▶ **PROBLEM**
Every entry needs to be duplicated exactly.

*-*-*

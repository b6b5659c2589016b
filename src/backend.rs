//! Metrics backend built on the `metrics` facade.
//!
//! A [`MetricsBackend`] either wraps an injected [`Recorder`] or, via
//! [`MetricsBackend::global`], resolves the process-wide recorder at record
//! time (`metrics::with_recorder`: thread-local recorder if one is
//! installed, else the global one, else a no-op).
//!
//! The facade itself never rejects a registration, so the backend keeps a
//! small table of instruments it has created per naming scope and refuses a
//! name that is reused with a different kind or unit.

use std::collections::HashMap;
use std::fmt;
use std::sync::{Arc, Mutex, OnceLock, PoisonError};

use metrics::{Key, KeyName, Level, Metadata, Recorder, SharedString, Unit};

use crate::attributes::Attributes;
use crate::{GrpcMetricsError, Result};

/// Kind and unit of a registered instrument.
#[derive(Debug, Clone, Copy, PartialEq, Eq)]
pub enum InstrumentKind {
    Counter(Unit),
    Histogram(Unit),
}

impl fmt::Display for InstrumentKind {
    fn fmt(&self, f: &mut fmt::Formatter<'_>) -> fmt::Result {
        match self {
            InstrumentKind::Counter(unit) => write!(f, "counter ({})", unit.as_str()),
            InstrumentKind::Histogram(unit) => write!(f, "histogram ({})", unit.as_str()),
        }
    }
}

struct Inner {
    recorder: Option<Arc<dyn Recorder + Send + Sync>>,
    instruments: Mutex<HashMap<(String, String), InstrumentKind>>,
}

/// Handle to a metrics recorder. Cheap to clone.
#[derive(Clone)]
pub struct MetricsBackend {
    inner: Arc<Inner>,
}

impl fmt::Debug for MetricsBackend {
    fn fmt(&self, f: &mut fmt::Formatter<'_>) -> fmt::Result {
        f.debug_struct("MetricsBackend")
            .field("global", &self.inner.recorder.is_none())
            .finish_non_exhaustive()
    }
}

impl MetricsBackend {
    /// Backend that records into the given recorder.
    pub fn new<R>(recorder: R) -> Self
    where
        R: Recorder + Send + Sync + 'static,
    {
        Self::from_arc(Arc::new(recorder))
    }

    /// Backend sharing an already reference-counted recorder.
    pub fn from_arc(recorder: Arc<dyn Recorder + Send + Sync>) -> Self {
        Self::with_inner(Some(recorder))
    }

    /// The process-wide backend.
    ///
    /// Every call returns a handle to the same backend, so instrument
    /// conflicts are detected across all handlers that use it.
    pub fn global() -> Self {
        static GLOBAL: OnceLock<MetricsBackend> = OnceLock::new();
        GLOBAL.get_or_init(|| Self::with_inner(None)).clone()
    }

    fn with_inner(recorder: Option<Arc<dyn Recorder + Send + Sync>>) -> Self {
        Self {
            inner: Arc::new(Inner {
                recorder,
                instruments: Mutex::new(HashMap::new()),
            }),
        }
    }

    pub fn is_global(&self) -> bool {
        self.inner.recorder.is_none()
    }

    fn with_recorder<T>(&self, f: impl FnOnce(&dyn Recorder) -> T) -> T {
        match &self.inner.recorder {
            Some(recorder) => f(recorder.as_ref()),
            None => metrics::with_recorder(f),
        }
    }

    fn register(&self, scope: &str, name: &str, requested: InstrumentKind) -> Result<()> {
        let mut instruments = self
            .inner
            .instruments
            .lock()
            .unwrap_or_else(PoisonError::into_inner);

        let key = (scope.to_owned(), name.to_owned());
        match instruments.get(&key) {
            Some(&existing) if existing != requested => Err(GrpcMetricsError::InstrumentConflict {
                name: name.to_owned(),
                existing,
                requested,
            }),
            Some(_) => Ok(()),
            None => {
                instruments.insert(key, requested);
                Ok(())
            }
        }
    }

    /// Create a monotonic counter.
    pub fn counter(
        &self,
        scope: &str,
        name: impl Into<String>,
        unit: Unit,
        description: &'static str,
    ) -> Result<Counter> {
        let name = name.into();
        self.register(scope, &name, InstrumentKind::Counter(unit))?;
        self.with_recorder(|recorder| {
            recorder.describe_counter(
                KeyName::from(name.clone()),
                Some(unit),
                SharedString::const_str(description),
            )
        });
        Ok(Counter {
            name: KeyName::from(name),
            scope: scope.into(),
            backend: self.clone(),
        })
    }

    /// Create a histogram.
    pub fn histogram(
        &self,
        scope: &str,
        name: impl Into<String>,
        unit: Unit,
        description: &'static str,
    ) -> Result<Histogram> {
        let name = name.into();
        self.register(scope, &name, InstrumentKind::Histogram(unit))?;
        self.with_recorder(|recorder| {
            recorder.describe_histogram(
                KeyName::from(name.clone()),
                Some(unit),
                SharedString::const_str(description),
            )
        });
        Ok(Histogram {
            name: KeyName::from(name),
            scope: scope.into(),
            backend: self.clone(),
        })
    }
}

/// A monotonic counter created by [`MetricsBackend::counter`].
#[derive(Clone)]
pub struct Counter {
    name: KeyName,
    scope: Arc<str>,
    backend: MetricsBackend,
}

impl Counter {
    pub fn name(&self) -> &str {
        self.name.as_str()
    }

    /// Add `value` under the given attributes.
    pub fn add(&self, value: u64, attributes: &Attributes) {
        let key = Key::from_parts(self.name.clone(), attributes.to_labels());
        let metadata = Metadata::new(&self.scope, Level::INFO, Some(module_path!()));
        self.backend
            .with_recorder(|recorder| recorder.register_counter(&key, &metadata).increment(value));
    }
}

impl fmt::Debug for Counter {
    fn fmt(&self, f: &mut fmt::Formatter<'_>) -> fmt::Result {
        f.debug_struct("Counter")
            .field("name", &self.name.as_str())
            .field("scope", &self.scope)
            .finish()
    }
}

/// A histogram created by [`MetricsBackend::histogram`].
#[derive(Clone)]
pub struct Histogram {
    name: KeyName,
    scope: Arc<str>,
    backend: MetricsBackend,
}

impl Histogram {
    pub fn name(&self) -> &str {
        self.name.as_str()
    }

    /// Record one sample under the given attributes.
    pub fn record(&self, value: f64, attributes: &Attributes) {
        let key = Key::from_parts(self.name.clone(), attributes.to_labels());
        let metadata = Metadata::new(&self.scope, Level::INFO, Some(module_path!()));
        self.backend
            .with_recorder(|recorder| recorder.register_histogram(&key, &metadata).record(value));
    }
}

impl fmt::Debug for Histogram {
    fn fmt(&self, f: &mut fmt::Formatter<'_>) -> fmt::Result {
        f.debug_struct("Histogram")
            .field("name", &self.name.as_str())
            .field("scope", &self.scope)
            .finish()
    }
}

*-*-*

▶ **ANSWER BOX**
repository b6b5659c2589016b
filename src/backend.rs
//! Metrics backend built on the `metrics` facade.
//!
//! A [`MetricsBackend`] either wraps an injected [`Recorder`] or, via
//! [`MetricsBackend::global`], resolves the process-wide recorder at record
//! time (`metrics::with_recorder`: thread-local recorder if one is
//! installed, else the global one, else a no-op).
//!
//! The facade itself never rejects a registration, so the backend keeps a
//! small table of instruments it has created per naming scope and refuses a
//! name that is reused with a different kind or unit.

use std::collections::HashMap;
use std::fmt;
use std::sync::{Arc, Mutex, OnceLock, PoisonError};

use metrics::{Key, KeyName, Level, Metadata, Recorder, SharedString, Unit};

use crate::attributes::Attributes;
use crate::{GrpcMetricsError, Result};

/// Kind and unit of a registered instrument.
#[derive(Debug, Clone, Copy, PartialEq, Eq)]
pub enum InstrumentKind {
    Counter(Unit),
    Histogram(Unit),
}

impl fmt::Display for InstrumentKind {
    fn fmt(&self, f: &mut fmt::Formatter<'_>) -> fmt::Result {
        match self {
            InstrumentKind::Counter(unit) => write!(f, "counter ({})", unit.as_str()),
            InstrumentKind::Histogram(unit) => write!(f, "histogram ({})", unit.as_str()),
        }
    }
}

struct Inner {
    recorder: Option<Arc<dyn Recorder + Send + Sync>>,
    instruments: Mutex<HashMap<(String, String), InstrumentKind>>,
}

/// Handle to a metrics recorder. Cheap to clone.
#[derive(Clone)]
pub struct MetricsBackend {
    inner: Arc<Inner>,
}

impl fmt::Debug for MetricsBackend {
    fn fmt(&self, f: &mut fmt::Formatter<'_>) -> fmt::Result {
        f.debug_struct("MetricsBackend")
            .field("global", &self.inner.recorder.is_none())
            .finish_non_exhaustive()
    }
}

impl MetricsBackend {
    /// Backend that records into the given recorder.
    pub fn new<R>(recorder: R) -> Self
    where
        R: Recorder + Send + Sync + 'static,
    {
        Self::from_arc(Arc::new(recorder))
    }

    /// Backend sharing an already reference-counted recorder.
    pub fn from_arc(recorder: Arc<dyn Recorder + Send + Sync>) -> Self {
        Self::with_inner(Some(recorder))
    }

    /// The process-wide backend.
    ///
    /// Every call returns a handle to the same backend, so instrument
    /// conflicts are detected across all handlers that use it.
    pub fn global() -> Self {
        static GLOBAL: OnceLock<MetricsBackend> = OnceLock::new();
        GLOBAL.get_or_init(|| Self::with_inner(None)).clone()
    }

    fn with_inner(recorder: Option<Arc<dyn Recorder + Send + Sync>>) -> Self {
        Self {
            inner: Arc::new(Inner {
                recorder,
                instruments: Mutex::new(HashMap::new()),
            }),
        }
    }

    pub fn is_global(&self) -> bool {
        self.inner.recorder.is_none()
    }

    fn with_recorder<T>(&self, f: impl FnOnce(&dyn Recorder) -> T) -> T {
        match &self.inner.recorder {
            Some(recorder) => f(recorder.as_ref()),
            None => metrics::with_recorder(f),
        }
    }

    fn register(&self, scope: &str, name: &str, requested: InstrumentKind) -> Result<()> {
        let mut instruments = self
            .inner
            .instruments
            .lock()
            .unwrap_or_else(PoisonError::into_inner);

        let key = (scope.to_owned(), name.to_owned());
        match instruments.get(&key) {
            Some(&existing) if existing != requested => Err(GrpcMetricsError::InstrumentConflict {
                name: name.to_owned(),
                existing,
                requested,
            }),
            Some(_) => Ok(()),
            None => {
                instruments.insert(key, requested);
                Ok(())
            }
        }
    }

    /// Create a monotonic counter.
    pub fn counter(
        &self,
        scope: &str,
        name: impl Into<String>,
        unit: Unit,
        description: &'static str,
    ) -> Result<Counter> {
        let name = name.into();
        self.register(scope, &name, InstrumentKind::Counter(unit))?;
        self.with_recorder(|recorder| {
            recorder.describe_counter(
                KeyName::from(name.clone()),
                Some(unit),
                SharedString::const_str(description),
            )
        });
        Ok(Counter {
            name: KeyName::from(name),
            scope: scope.into(),
            backend: self.clone(),
        })
    }

    /// Create a histogram.
    pub fn histogram(
        &self,
        scope: &str,
        name: impl Into<String>,
        unit: Unit,
        description: &'static str,
    ) -> Result<Histogram> {
        let name = name.into();
        self.register(scope, &name, InstrumentKind::Histogram(unit))?;
        self.with_recorder(|recorder| {
            recorder.describe_histogram(
                KeyName::from(name.clone()),
                Some(unit),
                SharedString::const_str(description),
            )
        });
        Ok(Histogram {
            name: KeyName::from(name),
            scope: scope.into(),
            backend: self.clone(),
        })
    }
}

/// A monotonic counter created by [`MetricsBackend::counter`].
#[derive(Clone)]
pub struct Counter {
    name: KeyName,
    scope: Arc<str>,
    backend: MetricsBackend,
}

impl Counter {
    pub fn name(&self) -> &str {
        self.name.as_str()
    }

    /// Add `value` under the given attributes.
    pub fn add(&self, value: u64, attributes: &Attributes) {
        let key = Key::from_parts(self.name.clone(), attributes.to_labels());
        let metadata = Metadata::new(&self.scope, Level::INFO, Some(module_path!()));
        self.backend
            .with_recorder(|recorder| recorder.register_counter(&key, &metadata).increment(value));
    }
}

impl fmt::Debug for Counter {
    fn fmt(&self, f: &mut fmt::Formatter<'_>) -> fmt::Result {
        f.debug_struct("Counter")
            .field("name", &self.name.as_str())
            .field("scope", &self.scope)
            .finish()
    }
}

/// A histogram created by [`MetricsBackend::histogram`].
#[derive(Clone)]
pub struct Histogram {
    name: KeyName,
    scope: Arc<str>,
    backend: MetricsBackend,
}

impl Histogram {
    pub fn name(&self) -> &str {
        self.name.as_str()
    }

    /// Record one sample under the given attributes.
    pub fn record(&self, value: f64, attributes: &Attributes) {
        let key = Key::from_parts(self.name.clone(), attributes.to_labels());
        let metadata = Metadata::new(&self.scope, Level::INFO, Some(module_path!()));
        self.backend
            .with_recorder(|recorder| recorder.register_histogram(&key, &metadata).record(value));
    }
}

impl fmt::Debug for Histogram {
    fn fmt(&self, f: &mut fmt::Formatter<'_>) -> fmt::Result {
        f.debug_struct("Histogram")
            .field("name", &self.name.as_str())
            .field("scope", &self.scope)
            .finish()
    }
}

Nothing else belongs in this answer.